At the same time, even Google must divert economic and business resources to something other than their reason for being. However, large companies because of our tax codes can absorb more of the non-essential costs of government imposed medical benefits. Medical benefits are nontaxable to employees while deductible to the company. It becomes one of the perks of employment. This results in many smaller businesses being unable to compete for the best employees.
Taxes would need to be increased to afford this safety net, but two advantages would be immediate to the economic markets. One, employers could stop spending resources on non-productive activity. And second, a level of equality would be achieved. How the government provides medical and other benefits could be everything from a single payer system like Great Britain to a more market-based outcome like Medicare which would be my preferred option.
There is a certain inefficiency and added cost with American health care today. By removing the burden of being the provider from the private sector, markets should respond positively. It will also reduce inequality in healthcare.

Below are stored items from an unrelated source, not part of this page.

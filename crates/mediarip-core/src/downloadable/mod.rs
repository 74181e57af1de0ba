//! Downloadables - one fetchable, possibly encrypted, media stream
//!
//! A client hands out a [`Downloadable`] already carrying everything needed
//! to fetch and decrypt its stream. The caller only picks a path and a
//! progress callback. Progress is always reported in raw network bytes.

mod basic;
mod deezer;
mod soundcloud;

pub use basic::*;
pub use deezer::*;
pub use soundcloud::*;

use crate::download::content_length;
use crate::error::Result;
use crate::session::Session;
use mediarip_types::Source;
use std::path::Path;
use tokio::sync::Mutex;
use tracing::{debug, info};

/// State every downloadable variant carries
#[derive(Debug)]
pub struct Resource {
    session: Session,
    url: String,
    extension: String,
    source: Source,
    /// Byte length, supplied up front or filled by the first probe
    size: Mutex<Option<u64>>,
}

impl Resource {
    pub fn new(
        session: Session,
        url: impl Into<String>,
        extension: impl Into<String>,
        source: Source,
        size: Option<u64>,
    ) -> Self {
        Self {
            session,
            url: url.into(),
            extension: extension.into(),
            source,
            size: Mutex::new(size),
        }
    }

    pub fn url(&self) -> &str {
        &self.url
    }

    pub fn extension(&self) -> &str {
        &self.extension
    }

    pub fn source(&self) -> Source {
        self.source
    }

    pub fn session(&self) -> &Session {
        &self.session
    }

    /// Cached length, or a HEAD probe whose result is cached
    ///
    /// The lock is held across the probe, so concurrent first calls
    /// issue a single request.
    pub async fn size(&self) -> Result<u64> {
        let mut cached = self.size.lock().await;
        if let Some(size) = *cached {
            return Ok(size);
        }

        debug!("Probing size of {}", self.url);
        let response = self
            .session
            .client()
            .head(&self.url)
            .send()
            .await?
            .error_for_status()?;

        let size = content_length(response.headers());
        *cached = Some(size);
        Ok(size)
    }

    pub(crate) async fn set_size(&self, size: u64) {
        *self.size.lock().await = Some(size);
    }
}

/// A media stream from one of the supported backends
#[derive(Debug)]
pub enum Downloadable {
    Basic(BasicDownloadable),
    Deezer(DeezerDownloadable),
    Soundcloud(SoundcloudDownloadable),
}

impl Downloadable {
    fn resource(&self) -> &Resource {
        match self {
            Downloadable::Basic(d) => &d.resource,
            Downloadable::Deezer(d) => &d.resource,
            Downloadable::Soundcloud(d) => &d.resource,
        }
    }

    pub fn url(&self) -> &str {
        self.resource().url()
    }

    /// File extension the downloaded file should carry (without the dot)
    pub fn extension(&self) -> &str {
        self.resource().extension()
    }

    pub fn source(&self) -> Source {
        self.resource().source()
    }

    /// Byte length of the stream
    pub async fn size(&self) -> Result<u64> {
        self.resource().size().await
    }

    /// Write the stream to `path`, decrypting if the backend requires it
    ///
    /// `callback` receives the number of raw bytes read from the network
    /// for every block processed.
    pub async fn download<F>(&self, path: impl AsRef<Path>, mut callback: F) -> Result<()>
    where
        F: FnMut(u64) + Send,
    {
        let path = path.as_ref();
        info!(
            "Downloading {} stream {} to {}",
            self.source(),
            self.url(),
            path.display()
        );

        match self {
            Downloadable::Basic(d) => d.download(path, &mut callback).await,
            Downloadable::Deezer(d) => d.download(path, &mut callback).await,
            Downloadable::Soundcloud(d) => d.download(path, &mut callback).await,
        }
    }
}

impl From<BasicDownloadable> for Downloadable {
    fn from(d: BasicDownloadable) -> Self {
        Downloadable::Basic(d)
    }
}

impl From<DeezerDownloadable> for Downloadable {
    fn from(d: DeezerDownloadable) -> Self {
        Downloadable::Deezer(d)
    }
}

impl From<SoundcloudDownloadable> for Downloadable {
    fn from(d: SoundcloudDownloadable) -> Self {
        Downloadable::Soundcloud(d)
    }
}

As to the role of presidents, they usually negatively affect markets by their actions. Markets left alone will rise and fall based on being able to operate efficiently. What could be a positive for one market segment can be a negative for another. The markets like consistency. The government’s abrupt or frequent policy changes result in uncertainty. This is something markets do not want.
The U.S. government claims we have a capitalist system. That has not been true for a long time. Our economic system has become one of favoritism and cronyism. Government intervention has resulted in a quasi-market-based system…one that each year creates more unfairness to more citizens.
I urge us to return to free markets and a just society. True capitalism can and would do just that. But capitalism does not mean the government should forget the welfare of its citizens. A social safety net and unencumbered markets are anything but incompatible.